Je poursuis mes lectures de la sélection du Prix du Roman d'Antony avec Les os des filles, présenté comme une autobiographie par une jeune femme qui n'a que 23 ans mais qui est déjà un auteur confirmé.
Son écriture est d'une maturité exceptionnelle. J'ai vérifié plusieurs fois son âge, croyant à une erreur.
Il faut dire qu'elle a une grande expérience puisque Line Papin a été publiée pour la première fois à 19 ans et qu'il s'agit ici de son troisième roman. Car bien qu'il soit très inspiré par des faits réels et par l'histoire de sa famille elle tient à ce qu'il reste considéré comme un roman. Et elle a raison.
Née à Hanoï en 1995, Line Papin y a grandi jusqu’à l’âge de dix ans, avant de s’installer en France. Elle se consacre à l’écriture, au dessin et au cinéma. Son premier livre, L’Éveil a reçu le prix de la Vocation en 2016.

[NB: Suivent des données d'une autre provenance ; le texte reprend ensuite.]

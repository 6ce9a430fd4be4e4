//! Process settings read from the environment.

use std::net::SocketAddr;

use gavel_core::config::PipelineConfig;

use crate::error::AppError;

/// Default base URL of the auction service, as seen by the search service.
pub const DEFAULT_AUCTION_SERVICE_URL: &str = "http://localhost:7001";

/// Everything a service binary needs to start.
#[derive(Debug, Clone)]
pub struct ServiceSettings {
    /// Connection string of the service's own database.
    pub database_url: String,
    /// Connection string of the bus database; the service database when
    /// `BUS_DATABASE_URL` is unset.
    pub bus_database_url: String,
    /// Address the HTTP server listens on.
    pub bind_addr: SocketAddr,
    /// Base URL of the auction service's reconciliation endpoint.
    pub auction_service_url: String,
    /// Pipeline tuning.
    pub pipeline: PipelineConfig,
}

impl ServiceSettings {
    /// Reads settings from the process environment. `default_port` is used
    /// when `PORT` is unset.
    ///
    /// # Errors
    ///
    /// Returns `AppError::Config` if a variable is missing or invalid.
    pub fn from_env(default_port: u16) -> Result<Self, AppError> {
        Self::from_lookup(|key| std::env::var(key).ok(), default_port)
    }

    /// Reads settings through `lookup`.
    ///
    /// # Errors
    ///
    /// Returns `AppError::Config` if `DATABASE_URL` is missing or a value is
    /// invalid.
    pub fn from_lookup<F>(lookup: F, default_port: u16) -> Result<Self, AppError>
    where
        F: Fn(&str) -> Option<String>,
    {
        let database_url = lookup("DATABASE_URL").ok_or_else(|| {
            AppError::Config("DATABASE_URL environment variable must be set".to_string())
        })?;
        let bus_database_url = lookup("BUS_DATABASE_URL").unwrap_or_else(|| database_url.clone());

        let host = lookup("HOST").unwrap_or_else(|| "0.0.0.0".to_string());
        let port: u16 = match lookup("PORT") {
            Some(raw) => raw
                .trim()
                .parse()
                .map_err(|e| AppError::Config(format!("PORT must be a valid u16: {e}")))?,
            None => default_port,
        };
        let bind_addr: SocketAddr = format!("{host}:{port}")
            .parse()
            .map_err(|e| AppError::Config(format!("invalid HOST:PORT combination: {e}")))?;

        let auction_service_url = lookup("AUCTION_SERVICE_URL")
            .unwrap_or_else(|| DEFAULT_AUCTION_SERVICE_URL.to_string());

        let pipeline = PipelineConfig::from_lookup(&lookup)?;

        Ok(Self {
            database_url,
            bus_database_url,
            bind_addr,
            auction_service_url,
            pipeline,
        })
    }

    /// Whether the bus shares the service database.
    #[must_use]
    pub fn bus_shares_database(&self) -> bool {
        self.bus_database_url == self.database_url
    }
}

#[cfg(test)]
mod tests {
    use std::collections::HashMap;
    use std::time::Duration;

    use super::*;

    fn lookup_from(pairs: &[(&str, &str)]) -> impl Fn(&str) -> Option<String> {
        let map: HashMap<String, String> = pairs
            .iter()
            .map(|(k, v)| ((*k).to_owned(), (*v).to_owned()))
            .collect();
        move |key| map.get(key).cloned()
    }

    #[test]
    fn test_minimal_environment_uses_defaults() {
        // Arrange
        let lookup = lookup_from(&[("DATABASE_URL", "postgres://localhost/auctions")]);

        // Act
        let settings = ServiceSettings::from_lookup(lookup, 7001).unwrap();

        // Assert
        assert_eq!(settings.bind_addr, "0.0.0.0:7001".parse().unwrap());
        assert!(settings.bus_shares_database());
        assert_eq!(settings.auction_service_url, DEFAULT_AUCTION_SERVICE_URL);
        assert_eq!(settings.pipeline, PipelineConfig::default());
    }

    #[test]
    fn test_overrides_flow_into_pipeline_config() {
        let lookup = lookup_from(&[
            ("DATABASE_URL", "postgres://localhost/search"),
            ("BUS_DATABASE_URL", "postgres://localhost/bus"),
            ("HOST", "127.0.0.1"),
            ("PORT", "9000"),
            ("GAVEL_RETRY_DELAY_SECS", "1"),
        ]);

        let settings = ServiceSettings::from_lookup(lookup, 7002).unwrap();

        assert_eq!(settings.bind_addr, "127.0.0.1:9000".parse().unwrap());
        assert!(!settings.bus_shares_database());
        assert_eq!(settings.pipeline.retry_delay, Duration::from_secs(1));
    }

    #[test]
    fn test_missing_database_url_is_a_config_error() {
        let result = ServiceSettings::from_lookup(lookup_from(&[]), 7001);

        assert!(matches!(result, Err(AppError::Config(_))));
    }

    #[test]
    fn test_invalid_pipeline_value_is_a_config_error() {
        let lookup = lookup_from(&[
            ("DATABASE_URL", "postgres://localhost/auctions"),
            ("GAVEL_OUTBOX_BATCH_SIZE", "0"),
        ]);

        let result = ServiceSettings::from_lookup(lookup, 7001);

        match result {
            Err(AppError::Config(message)) => assert!(message.contains("GAVEL_OUTBOX_BATCH_SIZE")),
            other => panic!("expected config error, got {other:?}"),
        }
    }
}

Les os des filles est un ouvrage très personnel. J'ai eu le sentiment de lire un conte (ce que Lise confirme en interview) et pourtant rien n'est inventé dans ce récit qui commence dans un pays qu'on connait mal, le Vietnam des années 70 et qui nous permet de comprendre d'où elle vient. C'est peut-être l'alternance surprenante du je, du tu et du elle qui concourent à cette impression. Ce ne sera que page 42 que l'on comprendra que le "elle" la concerne en lisant : Il faut y aller, Line, dépêche-toi !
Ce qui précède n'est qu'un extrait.